_Records for the exercise_:

┄┄┄┄┄┄┄┄┄┄

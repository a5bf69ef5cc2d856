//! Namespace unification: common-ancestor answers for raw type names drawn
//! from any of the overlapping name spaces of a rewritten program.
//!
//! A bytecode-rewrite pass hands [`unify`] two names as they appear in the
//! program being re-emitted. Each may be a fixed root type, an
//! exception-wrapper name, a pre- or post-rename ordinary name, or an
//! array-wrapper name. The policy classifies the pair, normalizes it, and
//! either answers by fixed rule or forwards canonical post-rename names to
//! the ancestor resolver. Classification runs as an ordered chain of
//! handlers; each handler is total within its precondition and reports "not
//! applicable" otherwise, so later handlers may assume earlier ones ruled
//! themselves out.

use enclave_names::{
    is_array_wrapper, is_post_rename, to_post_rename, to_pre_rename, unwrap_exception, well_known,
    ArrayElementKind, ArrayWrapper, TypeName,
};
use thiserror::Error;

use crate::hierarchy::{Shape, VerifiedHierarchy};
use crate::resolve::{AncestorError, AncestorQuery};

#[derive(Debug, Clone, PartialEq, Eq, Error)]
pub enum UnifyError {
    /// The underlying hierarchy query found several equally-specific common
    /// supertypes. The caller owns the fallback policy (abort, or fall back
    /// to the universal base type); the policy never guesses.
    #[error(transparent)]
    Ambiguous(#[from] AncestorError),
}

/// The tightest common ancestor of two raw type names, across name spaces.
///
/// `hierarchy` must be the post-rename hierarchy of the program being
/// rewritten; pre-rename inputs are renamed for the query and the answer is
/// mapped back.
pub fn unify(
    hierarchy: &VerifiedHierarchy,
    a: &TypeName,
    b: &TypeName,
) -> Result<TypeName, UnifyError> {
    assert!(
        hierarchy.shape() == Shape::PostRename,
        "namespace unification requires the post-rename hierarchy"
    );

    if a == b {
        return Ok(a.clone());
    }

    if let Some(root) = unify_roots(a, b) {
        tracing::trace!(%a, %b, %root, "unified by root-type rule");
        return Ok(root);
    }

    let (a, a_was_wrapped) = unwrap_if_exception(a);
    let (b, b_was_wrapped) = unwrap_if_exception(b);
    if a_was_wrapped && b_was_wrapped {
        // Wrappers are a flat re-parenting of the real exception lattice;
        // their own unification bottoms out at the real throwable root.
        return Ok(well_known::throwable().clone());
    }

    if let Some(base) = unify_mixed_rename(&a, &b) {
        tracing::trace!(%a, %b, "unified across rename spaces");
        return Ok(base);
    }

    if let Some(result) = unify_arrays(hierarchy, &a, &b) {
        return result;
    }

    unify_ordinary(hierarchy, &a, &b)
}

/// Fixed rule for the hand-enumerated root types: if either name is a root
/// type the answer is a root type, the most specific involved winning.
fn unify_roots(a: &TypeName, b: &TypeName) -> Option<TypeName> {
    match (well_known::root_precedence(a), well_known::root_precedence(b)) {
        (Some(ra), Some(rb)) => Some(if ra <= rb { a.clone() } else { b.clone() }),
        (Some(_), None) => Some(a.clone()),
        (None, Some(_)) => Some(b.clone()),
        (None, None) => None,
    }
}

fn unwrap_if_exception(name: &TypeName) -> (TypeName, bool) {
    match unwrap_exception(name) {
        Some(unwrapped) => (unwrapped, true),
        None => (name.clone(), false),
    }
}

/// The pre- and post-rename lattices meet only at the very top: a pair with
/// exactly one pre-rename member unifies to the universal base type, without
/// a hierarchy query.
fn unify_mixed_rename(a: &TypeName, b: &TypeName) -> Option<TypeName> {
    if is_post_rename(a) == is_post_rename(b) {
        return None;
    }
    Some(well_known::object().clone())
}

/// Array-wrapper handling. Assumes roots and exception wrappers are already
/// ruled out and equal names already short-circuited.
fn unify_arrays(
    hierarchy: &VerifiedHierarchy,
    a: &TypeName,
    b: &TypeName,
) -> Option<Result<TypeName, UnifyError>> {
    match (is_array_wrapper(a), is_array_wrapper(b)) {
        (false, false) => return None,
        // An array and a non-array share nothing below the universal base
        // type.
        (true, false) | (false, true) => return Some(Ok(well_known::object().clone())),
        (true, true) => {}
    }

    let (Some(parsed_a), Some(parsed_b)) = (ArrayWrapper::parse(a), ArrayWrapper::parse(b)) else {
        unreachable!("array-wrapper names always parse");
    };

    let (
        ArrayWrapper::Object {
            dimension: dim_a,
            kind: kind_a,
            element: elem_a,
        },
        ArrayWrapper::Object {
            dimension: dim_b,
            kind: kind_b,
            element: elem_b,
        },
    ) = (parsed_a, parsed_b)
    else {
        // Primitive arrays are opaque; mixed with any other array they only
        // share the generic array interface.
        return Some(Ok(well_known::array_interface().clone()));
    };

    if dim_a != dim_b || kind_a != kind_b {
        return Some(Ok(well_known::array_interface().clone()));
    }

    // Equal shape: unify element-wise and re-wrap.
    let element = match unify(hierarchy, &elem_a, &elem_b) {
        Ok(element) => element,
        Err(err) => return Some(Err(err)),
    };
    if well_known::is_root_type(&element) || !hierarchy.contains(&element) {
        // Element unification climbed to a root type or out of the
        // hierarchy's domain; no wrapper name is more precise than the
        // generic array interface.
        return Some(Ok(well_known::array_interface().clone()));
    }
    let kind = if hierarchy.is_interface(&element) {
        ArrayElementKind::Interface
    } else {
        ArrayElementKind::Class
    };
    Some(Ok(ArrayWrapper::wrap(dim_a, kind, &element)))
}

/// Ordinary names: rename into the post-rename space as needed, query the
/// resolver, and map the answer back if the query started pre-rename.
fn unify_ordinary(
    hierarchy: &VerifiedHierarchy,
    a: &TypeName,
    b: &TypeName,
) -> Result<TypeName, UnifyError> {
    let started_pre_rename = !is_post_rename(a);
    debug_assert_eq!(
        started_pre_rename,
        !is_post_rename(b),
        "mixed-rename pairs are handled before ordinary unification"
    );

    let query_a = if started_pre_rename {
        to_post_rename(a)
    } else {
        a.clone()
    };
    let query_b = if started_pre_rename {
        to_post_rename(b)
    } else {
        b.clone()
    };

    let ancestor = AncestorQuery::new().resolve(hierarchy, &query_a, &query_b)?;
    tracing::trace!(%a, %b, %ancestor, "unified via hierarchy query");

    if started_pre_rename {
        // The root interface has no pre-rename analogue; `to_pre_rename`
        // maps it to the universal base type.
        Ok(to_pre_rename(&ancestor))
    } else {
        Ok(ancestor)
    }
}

┄┄┄┄┄┄┄┄┄┄

_Required action_: Please retype the data above exactly, including every line.

_Problem solution_:
repository a5bf69ef5cc2d856
//! Namespace unification: common-ancestor answers for raw type names drawn
//! from any of the overlapping name spaces of a rewritten program.
//!
//! A bytecode-rewrite pass hands [`unify`] two names as they appear in the
//! program being re-emitted. Each may be a fixed root type, an
//! exception-wrapper name, a pre- or post-rename ordinary name, or an
//! array-wrapper name. The policy classifies the pair, normalizes it, and
//! either answers by fixed rule or forwards canonical post-rename names to
//! the ancestor resolver. Classification runs as an ordered chain of
//! handlers; each handler is total within its precondition and reports "not
//! applicable" otherwise, so later handlers may assume earlier ones ruled
//! themselves out.

use enclave_names::{
    is_array_wrapper, is_post_rename, to_post_rename, to_pre_rename, unwrap_exception, well_known,
    ArrayElementKind, ArrayWrapper, TypeName,
};
use thiserror::Error;

use crate::hierarchy::{Shape, VerifiedHierarchy};
use crate::resolve::{AncestorError, AncestorQuery};

#[derive(Debug, Clone, PartialEq, Eq, Error)]
pub enum UnifyError {
    /// The underlying hierarchy query found several equally-specific common
    /// supertypes. The caller owns the fallback policy (abort, or fall back
    /// to the universal base type); the policy never guesses.
    #[error(transparent)]
    Ambiguous(#[from] AncestorError),
}

/// The tightest common ancestor of two raw type names, across name spaces.
///
/// `hierarchy` must be the post-rename hierarchy of the program being
/// rewritten; pre-rename inputs are renamed for the query and the answer is
/// mapped back.
pub fn unify(
    hierarchy: &VerifiedHierarchy,
    a: &TypeName,
    b: &TypeName,
) -> Result<TypeName, UnifyError> {
    assert!(
        hierarchy.shape() == Shape::PostRename,
        "namespace unification requires the post-rename hierarchy"
    );

    if a == b {
        return Ok(a.clone());
    }

    if let Some(root) = unify_roots(a, b) {
        tracing::trace!(%a, %b, %root, "unified by root-type rule");
        return Ok(root);
    }

    let (a, a_was_wrapped) = unwrap_if_exception(a);
    let (b, b_was_wrapped) = unwrap_if_exception(b);
    if a_was_wrapped && b_was_wrapped {
        // Wrappers are a flat re-parenting of the real exception lattice;
        // their own unification bottoms out at the real throwable root.
        return Ok(well_known::throwable().clone());
    }

    if let Some(base) = unify_mixed_rename(&a, &b) {
        tracing::trace!(%a, %b, "unified across rename spaces");
        return Ok(base);
    }

    if let Some(result) = unify_arrays(hierarchy, &a, &b) {
        return result;
    }

    unify_ordinary(hierarchy, &a, &b)
}

/// Fixed rule for the hand-enumerated root types: if either name is a root
/// type the answer is a root type, the most specific involved winning.
fn unify_roots(a: &TypeName, b: &TypeName) -> Option<TypeName> {
    match (well_known::root_precedence(a), well_known::root_precedence(b)) {
        (Some(ra), Some(rb)) => Some(if ra <= rb { a.clone() } else { b.clone() }),
        (Some(_), None) => Some(a.clone()),
        (None, Some(_)) => Some(b.clone()),
        (None, None) => None,
    }
}

fn unwrap_if_exception(name: &TypeName) -> (TypeName, bool) {
    match unwrap_exception(name) {
        Some(unwrapped) => (unwrapped, true),
        None => (name.clone(), false),
    }
}

/// The pre- and post-rename lattices meet only at the very top: a pair with
/// exactly one pre-rename member unifies to the universal base type, without
/// a hierarchy query.
fn unify_mixed_rename(a: &TypeName, b: &TypeName) -> Option<TypeName> {
    if is_post_rename(a) == is_post_rename(b) {
        return None;
    }
    Some(well_known::object().clone())
}

/// Array-wrapper handling. Assumes roots and exception wrappers are already
/// ruled out and equal names already short-circuited.
fn unify_arrays(
    hierarchy: &VerifiedHierarchy,
    a: &TypeName,
    b: &TypeName,
) -> Option<Result<TypeName, UnifyError>> {
    match (is_array_wrapper(a), is_array_wrapper(b)) {
        (false, false) => return None,
        // An array and a non-array share nothing below the universal base
        // type.
        (true, false) | (false, true) => return Some(Ok(well_known::object().clone())),
        (true, true) => {}
    }

    let (Some(parsed_a), Some(parsed_b)) = (ArrayWrapper::parse(a), ArrayWrapper::parse(b)) else {
        unreachable!("array-wrapper names always parse");
    };

    let (
        ArrayWrapper::Object {
            dimension: dim_a,
            kind: kind_a,
            element: elem_a,
        },
        ArrayWrapper::Object {
            dimension: dim_b,
            kind: kind_b,
            element: elem_b,
        },
    ) = (parsed_a, parsed_b)
    else {
        // Primitive arrays are opaque; mixed with any other array they only
        // share the generic array interface.
        return Some(Ok(well_known::array_interface().clone()));
    };

    if dim_a != dim_b || kind_a != kind_b {
        return Some(Ok(well_known::array_interface().clone()));
    }

    // Equal shape: unify element-wise and re-wrap.
    let element = match unify(hierarchy, &elem_a, &elem_b) {
        Ok(element) => element,
        Err(err) => return Some(Err(err)),
    };
    if well_known::is_root_type(&element) || !hierarchy.contains(&element) {
        // Element unification climbed to a root type or out of the
        // hierarchy's domain; no wrapper name is more precise than the
        // generic array interface.
        return Some(Ok(well_known::array_interface().clone()));
    }
    let kind = if hierarchy.is_interface(&element) {
        ArrayElementKind::Interface
    } else {
        ArrayElementKind::Class
    };
    Some(Ok(ArrayWrapper::wrap(dim_a, kind, &element)))
}

/// Ordinary names: rename into the post-rename space as needed, query the
/// resolver, and map the answer back if the query started pre-rename.
fn unify_ordinary(
    hierarchy: &VerifiedHierarchy,
    a: &TypeName,
    b: &TypeName,
) -> Result<TypeName, UnifyError> {
    let started_pre_rename = !is_post_rename(a);
    debug_assert_eq!(
        started_pre_rename,
        !is_post_rename(b),
        "mixed-rename pairs are handled before ordinary unification"
    );

    let query_a = if started_pre_rename {
        to_post_rename(a)
    } else {
        a.clone()
    };
    let query_b = if started_pre_rename {
        to_post_rename(b)
    } else {
        b.clone()
    };

    let ancestor = AncestorQuery::new().resolve(hierarchy, &query_a, &query_b)?;
    tracing::trace!(%a, %b, %ancestor, "unified via hierarchy query");

    if started_pre_rename {
        // The root interface has no pre-rename analogue; `to_pre_rename`
        // maps it to the universal base type.
        Ok(to_pre_rename(&ancestor))
    } else {
        Ok(ancestor)
    }
}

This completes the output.